Studio album by The Tallest Man on Earth
- Released: 11 June 2012
- Genre: Folk
- Length: 38:57
- Language: English
- Label: Dead Oceans
- Producer: Kristian Matsson

The Tallest Man on Earth chronology
| The Wild Hunt (2010) | There's No Leaving Now (2012) | Dark Bird Is Home (2015) |

Singles from There's No Leaving Now
- "1904" Released: 15 May 2012;

= There's No Leaving Now =

There's No Leaving Now is the third studio album by Swedish folk artist The Tallest Man on Earth, released on 11 June 2012 on Dead Oceans.
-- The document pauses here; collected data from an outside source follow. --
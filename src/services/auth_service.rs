//! Domain service for authentication against the hosted backend.
//!
//! Handles sign-up, sign-in, sign-out, password reset and session restore, and
//! publishes the acting identity.

use crate::clients::BackendError;
use crate::models::AuthUser;
use crate::store::StoreError;
use thiserror::Error;
use tokio::sync::watch;

/// Errors specific to authentication operations.
#[derive(Debug, Error)]
pub enum AuthError {
    #[error("Invalid login credentials")]
    InvalidCredentials,

    #[error("Not signed in")]
    NotAuthenticated,

    #[error("User profile not found")]
    ProfileNotFound,

    #[error("Auth backend error: {0}")]
    Backend(String),

    #[error("Session error: {0}")]
    Session(String),
}

impl From<BackendError> for AuthError {
    fn from(err: BackendError) -> Self {
        match err {
            BackendError::Api { status: 400, message }
                if message.to_lowercase().contains("invalid login credentials") =>
            {
                Self::InvalidCredentials
            }
            BackendError::Api { status: 401, .. } => Self::NotAuthenticated,
            other => Self::Backend(other.message()),
        }
    }
}

impl From<StoreError> for AuthError {
    fn from(err: StoreError) -> Self {
        match err {
            StoreError::NotFound(_) => Self::ProfileNotFound,
            other => Self::Backend(other.to_string()),
        }
    }
}

impl From<std::io::Error> for AuthError {
    fn from(err: std::io::Error) -> Self {
        Self::Session(err.to_string())
    }
}

#[derive(Debug, Clone, PartialEq, Eq)]
pub enum SignUpOutcome {
    /// The account is live and signed in.
    SignedIn(AuthUser),
    /// The backend sent a confirmation email; sign in after confirming.
    ConfirmationRequired { email: String },
}

/// Domain service trait for authentication.
#[async_trait::async_trait]
pub trait AuthService: Send + Sync {
    /// Registers an account whose display name is the email's local part.
    async fn sign_up(&self, email: &str, password: &str) -> Result<SignUpOutcome, AuthError>;

    /// Verifies credentials and resolves the profile.
    ///
    /// # Errors
    ///
    /// Returns [`AuthError::InvalidCredentials`] if login fails and
    /// [`AuthError::ProfileNotFound`] when the account has no profile row; in
    /// that case no identity is published.
    async fn sign_in(&self, email: &str, password: &str) -> Result<AuthUser, AuthError>;

    /// Ends the session locally and on the backend.
    async fn sign_out(&self) -> Result<(), AuthError>;

    async fn reset_password(&self, email: &str, redirect_to: Option<&str>)
    -> Result<(), AuthError>;

    /// Resumes a persisted session, refreshing it first when it has expired.
    async fn restore_session(&self) -> Result<Option<AuthUser>, AuthError>;

    fn current_user(&self) -> Option<AuthUser>;

    /// Receives every identity change, starting with the current one.
    fn subscribe(&self) -> watch::Receiver<Option<AuthUser>>;
}
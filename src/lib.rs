pub mod cli;
pub mod clients;
pub mod config;
pub mod constants;
pub mod domain;
pub mod form;
pub mod models;
pub mod services;
pub mod session;
pub mod state;
pub mod store;

use clap::Parser;
use cli::{Cli, Commands};
pub use config::Config;
use config::LogFormat;
use state::SharedState;
use tracing_subscriber::EnvFilter;

/// Runs one CLI command with the configuration `main` already loaded.
pub async fn run(config: Config) -> anyhow::Result<()> {
    let cli = Cli::parse();

    use tracing_subscriber::{layer::SubscriberExt, util::SubscriberInitExt};

    let env_filter = EnvFilter::try_from_default_env()
        .unwrap_or_else(|_| EnvFilter::new(&config.general.log_level));

    let registry = tracing_subscriber::registry().with(env_filter);

    match config.general.log_format {
        LogFormat::Pretty => registry.with(tracing_subscriber::fmt::layer()).init(),
        LogFormat::Json => registry
            .with(tracing_subscriber::fmt::layer().json())
            .init(),
    }

    let Some(command) = cli.command else {
        print_help();
        return Ok(());
    };

    match command {
        Commands::Init => {
            if Config::create_default_if_missing()? {
                println!("✓ Config file created. Set backend.url and backend.anon_key in config.toml.");
            } else {
                println!("config.toml already exists.");
            }
            Ok(())
        }

        Commands::Draft(args) => cli::cmd_draft(args).await,

        command => {
            config.validate()?;
            let state = SharedState::new(config)?;
            dispatch(&state, command).await
        }
    }
}

async fn dispatch(state: &SharedState, command: Commands) -> anyhow::Result<()> {
    match command {
        Commands::Signup { email, password } => cli::cmd_signup(state, &email, password).await,
        Commands::Login { email, password } => cli::cmd_login(state, &email, password).await,
        Commands::Logout => cli::cmd_logout(state).await,
        Commands::Whoami => cli::cmd_whoami(state).await,
        Commands::ResetPassword { email, redirect_to } => {
            cli::cmd_reset_password(state, &email, redirect_to.as_deref()).await
        }
        Commands::List => cli::cmd_list_anime(state).await,
        Commands::Show { id } => cli::cmd_show_anime(state, &id).await,
        Commands::Add { path } => cli::cmd_add_anime(state, &path).await,
        Commands::Update(args) => cli::cmd_update_anime(state, args).await,
        Commands::Remove { id, yes } => cli::cmd_remove_anime(state, &id, yes).await,
        Commands::AddLinks(args) => cli::cmd_add_links(state, args).await,
        Commands::Init | Commands::Draft(_) => Ok(()),
    }
}

fn print_help() {
    println!("animedash - Anime catalog manager");
    println!();
    println!("USAGE:");
    println!("  animedash <COMMAND> [OPTIONS]");
    println!();
    println!("COMMANDS:");
    println!("  init                     Create default config file");
    println!("  signup <email>           Create an account");
    println!("  login <email>            Sign in and remember the session");
    println!("  logout                   Sign out");
    println!("  whoami                   Show the signed-in user");
    println!("  reset-password <email>   Send a password reset email");
    println!("  list, ls                 List your anime");
    println!("  show <id>                Show episodes, links and subtitles");
    println!("  draft <file> [OPTIONS]   Build a draft file");
    println!("  add <file>               Submit a draft file");
    println!("  update <id> [OPTIONS]    Change fields of an anime");
    println!("  remove, rm <id>          Delete an anime");
    println!("  add-links <id> <ep>      Add a link to an existing episode");
    println!("  help                     Show this help message");
    println!();
    println!("EXAMPLES:");
    println!("  animedash draft frieren.json --title \"Frieren\" --genre Fantasy --quick-setup 28");
    println!("  animedash add frieren.json");
    println!("  animedash add-links <id> 3 --platform Crunchyroll --url https://...");
}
The album was preceded by the single "1904", released as a digital download on 15 May 2012. The track was also made available as a free download on Rolling Stones official website.

Professional ratings
Aggregate scores
| Source | Rating |
| Metacritic | 74/100 |
Review scores
| Source | Rating |
| Allmusic | Star Half star |
| The A.V. Club | B |
| Clash | 8/10 |
| Consequence of Sound | C− |
| Crackle Feedback | 6/10 |
| musicOMH | Star |
| Paste | 6.4/10 |
| Pitchfork Media | 7.1/10 |
| Spin | 8/10 |
| Tiny Mix Tapes | Star |
| Under the Radar | Star Half star |

==Background==
The album was recorded during a five-month-long session in Kristian Matsson's home, where he lived with his then wife Amanda Hollingby Matsson.
The release of the album was announced in March 2012, together with the record's track list and artwork.
During an interview released to American magazine Rolling Stone, Matsson explained the sound of There's No Leaving Now:
"I wanted to build something that didn't sound like a rock band, but wasn't super minimalistic. I wanted a sound that had that brittle [quality], that feeling that it might just fall apart."
Lyrically, the album is focused on the willingness to confront and deal with your own weaknesses, as opposed to the theme of running away, which was recurring on his previous works.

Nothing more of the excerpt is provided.